Fox v. State
Decision Date | 15 March 2022 |
Docket Number | SC 98909 |
Citation | 640 S.W.3d 744 |
Parties | Mary FOX, et al., Respondents/Cross-Appellants, v. STATE of Missouri, et al., Appellants/Cross-Respondents. |
Court | Missouri Supreme Court |
The state was represented by Jeff P. Johnson of the attorney general's office in Jefferson City, (573) 751-3321.
The challengers were represented by Jeffrey C. Esparza and Michael K. Hill of the public defender's office in Kansas City, (816) 889-7699; David E. Wiegert of the public defender's office in Kansas City, (816) 889-2099; and J. Gregory Mermelstein of the public defender's office in Columbia, (573) 777-9977.

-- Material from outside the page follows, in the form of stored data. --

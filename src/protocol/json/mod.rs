use reqwest::Method;
use reqwest::header::{ACCEPT, HeaderValue};
use serde_json::{Value, json};

use super::{DecodeError, WireProtocol};
use crate::core::types::{BearerToken, TranslationRequest};
use crate::transport::http::WireRequest;

pub(crate) const TRANSLATE_URL: &str = "https://api.cognitive.microsofttranslator.com/translate";
const API_VERSION: &str = "3.0";

/// Current v3 generation: JSON batch body with a single element, JSON
/// response of per-input translation lists.
pub(crate) struct JsonProtocol;

impl WireProtocol for JsonProtocol {
    fn translate_url(&self) -> &'static str {
        TRANSLATE_URL
    }

    fn encode_request(
        &self,
        req: &TranslationRequest,
        url: &str,
        token: &BearerToken,
    ) -> WireRequest {
        let mut wire = WireRequest::new(Method::POST, url);
        wire.query
            .push(("api-version".to_string(), API_VERSION.to_string()));
        wire.query.push(("to".to_string(), req.to.clone()));
        if let Some(from) = &req.from {
            wire.query.push(("from".to_string(), from.clone()));
        }
        wire.headers
            .insert(ACCEPT, HeaderValue::from_static("application/json"));
        wire.bearer = Some(token.clone());
        wire.body = Some(json!([{ "text": req.text }]));
        wire
    }

    fn decode_response(&self, body: &str) -> Result<String, DecodeError> {
        let payload: Value = serde_json::from_str(body)
            .map_err(|error| DecodeError::new(format!("body is not valid JSON: {error}")))?;
        let items = payload
            .as_array()
            .ok_or_else(|| DecodeError::new("body is not a JSON array"))?;
        let first = items
            .first()
            .ok_or_else(|| DecodeError::new("translation array is empty"))?;
        let translations = first
            .get("translations")
            .and_then(Value::as_array)
            .ok_or_else(|| DecodeError::new("first element is missing a translations array"))?;
        let translation = translations
            .first()
            .ok_or_else(|| DecodeError::new("translations array is empty"))?;
        let text = translation
            .get("text")
            .and_then(Value::as_str)
            .ok_or_else(|| DecodeError::new("translation entry is missing a text string"))?;
        Ok(text.to_string())
    }
}
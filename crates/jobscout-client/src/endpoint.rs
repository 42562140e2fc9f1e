// Copyright (c) 2025 Geoffrey Huntley <ghuntley@ghuntley.com>. All rights reserved.
// SPDX-License-Identifier: Proprietary

//! One-shot backend endpoint resolution.
//!
//! At startup the application probes the local development host once. If
//! the probe answers with the expected sentinel message within the timeout,
//! the local host is kept; on any other outcome (timeout, connection error,
//! non-2xx, wrong or missing sentinel) the production host is selected.
//! The resolved [`Endpoint`] is a plain value, so the choice cannot drift
//! afterwards even if the local backend comes up later.

use std::time::Duration;

use serde::Deserialize;
use tracing::{info, instrument, warn};

/// Local development backend probed first.
pub const LOCAL_BASE_URL: &str = "http://localhost:8000";

/// Production backend used when the local probe fails.
pub const PRODUCTION_BASE_URL: &str = "https://orca-app-8ua27.ondigitalocean.app";

/// `message` value the backend root endpoint must return for a probe to
/// count as verified.
pub const SENTINEL_MESSAGE: &str = "Welcome to the Job Processing API";

const PROBE_TIMEOUT: Duration = Duration::from_millis(2000);

/// Where a resolved base URL came from.
#[derive(Debug, Clone, Copy, PartialEq, Eq)]
pub enum EndpointSource {
	/// The local probe answered with the sentinel.
	Local,
	/// The probe failed or answered with something else.
	Production,
	/// The base URL was supplied directly, skipping the probe.
	Fixed,
}

/// A resolved backend endpoint. Obtain one from [`resolve_endpoint`], or
/// from [`Endpoint::fixed`] when the base URL is already known.
#[derive(Debug, Clone, PartialEq, Eq)]
pub struct Endpoint {
	base_url: String,
	source: EndpointSource,
}

impl Endpoint {
	/// Wraps `base_url` without probing. Trailing slashes are trimmed so
	/// path concatenation stays predictable.
	#[must_use]
	pub fn fixed(base_url: impl Into<String>) -> Self {
		Self {
			base_url: normalize_base(base_url.into()),
			source: EndpointSource::Fixed,
		}
	}

	#[must_use]
	pub fn base_url(&self) -> &str {
		&self.base_url
	}

	#[must_use]
	pub fn source(&self) -> EndpointSource {
		self.source
	}
}

/// Probe configuration. The defaults match the shipped application; tests
/// point the URLs at mock servers and shorten the timeout.
#[derive(Debug, Clone)]
pub struct EndpointConfig {
	local_base_url: String,
	production_base_url: String,
	probe_timeout: Duration,
}

impl Default for EndpointConfig {
	fn default() -> Self {
		Self {
			local_base_url: LOCAL_BASE_URL.to_string(),
			production_base_url: PRODUCTION_BASE_URL.to_string(),
			probe_timeout: PROBE_TIMEOUT,
		}
	}
}

impl EndpointConfig {
	#[must_use]
	pub fn new() -> Self {
		Self::default()
	}

	#[must_use]
	pub fn with_local_base_url(mut self, url: impl Into<String>) -> Self {
		self.local_base_url = url.into();
		self
	}

	#[must_use]
	pub fn with_production_base_url(mut self, url: impl Into<String>) -> Self {
		self.production_base_url = url.into();
		self
	}

	#[must_use]
	pub fn with_probe_timeout(mut self, timeout: Duration) -> Self {
		self.probe_timeout = timeout;
		self
	}
}

#[derive(Debug, Deserialize)]
struct ProbeBody {
	message: Option<String>,
}

/// Resolves the backend endpoint by probing the configured local host once.
///
/// This never fails: every probe outcome maps to one of the two hosts. The
/// probe is the only request in the client layer that carries a timeout.
#[instrument(skip(config), fields(local = %config.local_base_url))]
pub async fn resolve_endpoint(config: EndpointConfig) -> Endpoint {
	let probe_client = reqwest::Client::builder()
		.user_agent(crate::USER_AGENT)
		.timeout(config.probe_timeout)
		.build()
		.expect("failed to build HTTP client");

	match probe(&probe_client, &config.local_base_url).await {
		Ok(Some(message)) if message == SENTINEL_MESSAGE => {
			info!(base_url = %config.local_base_url, "Local backend verified");
			Endpoint {
				base_url: normalize_base(config.local_base_url),
				source: EndpointSource::Local,
			}
		}
		Ok(message) => {
			warn!(?message, "Unexpected probe response, selecting production endpoint");
			Endpoint {
				base_url: normalize_base(config.production_base_url),
				source: EndpointSource::Production,
			}
		}
		Err(error) => {
			warn!(error = %error, "Local probe failed, selecting production endpoint");
			Endpoint {
				base_url: normalize_base(config.production_base_url),
				source: EndpointSource::Production,
			}
		}
	}
}

async fn probe(
	client: &reqwest::Client,
	base_url: &str,
) -> std::result::Result<Option<String>, reqwest::Error> {
	let body: ProbeBody = client
		.get(base_url)
		.send()
		.await?
		.error_for_status()?
		.json()
		.await?;
	Ok(body.message)
}

fn normalize_base(url: String) -> String {
	url.trim_end_matches('/').to_string()
}

#[cfg(test)]
mod tests {
	use super::*;

	#[test]
	fn fixed_endpoint_trims_trailing_slashes() {
		let endpoint = Endpoint::fixed("http://localhost:9999///");
		assert_eq!(endpoint.base_url(), "http://localhost:9999");
		assert_eq!(endpoint.source(), EndpointSource::Fixed);
	}

	#[test]
	fn default_config_targets_the_shipped_hosts() {
		let config = EndpointConfig::default();
		assert_eq!(config.local_base_url, LOCAL_BASE_URL);
		assert_eq!(config.production_base_url, PRODUCTION_BASE_URL);
		assert_eq!(config.probe_timeout, Duration::from_millis(2000));
	}

	#[test]
	fn config_builders_override_each_field() {
		let config = EndpointConfig::new()
			.with_local_base_url("http://localhost:1234")
			.with_production_base_url("https://prod.example.com")
			.with_probe_timeout(Duration::from_millis(50));
		assert_eq!(config.local_base_url, "http://localhost:1234");
		assert_eq!(config.production_base_url, "https://prod.example.com");
		assert_eq!(config.probe_timeout, Duration::from_millis(50));
	}
}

Five public defenders and three criminal defendants filed an action for declaratory and injunctive relief, challenging the constitutional validity of certain statutes that relate to victims of sexual offenses. The provisions were enacted by Senate Bill No. 569 ("SB 569") in 2020. Most importantly, the action attacked section 595.201,1 which requires criminal defense attorneys to provide information to victims of sexual assault offenses. The circuit court 1) determined section 595.201 violated defense attorneys’ rights to freedom of speech, 2) declared it constitutionally invalid as applied to defense counsel, and 3) enjoined its enforcement. The circuit court, however, rejected various challenges to SB 569 as a whole by holding passage of the law did not violate procedural limitations—namely, the original purpose, clear title, and single subject requirements—imposed by the Missouri Constitution. The judgment is affirmed.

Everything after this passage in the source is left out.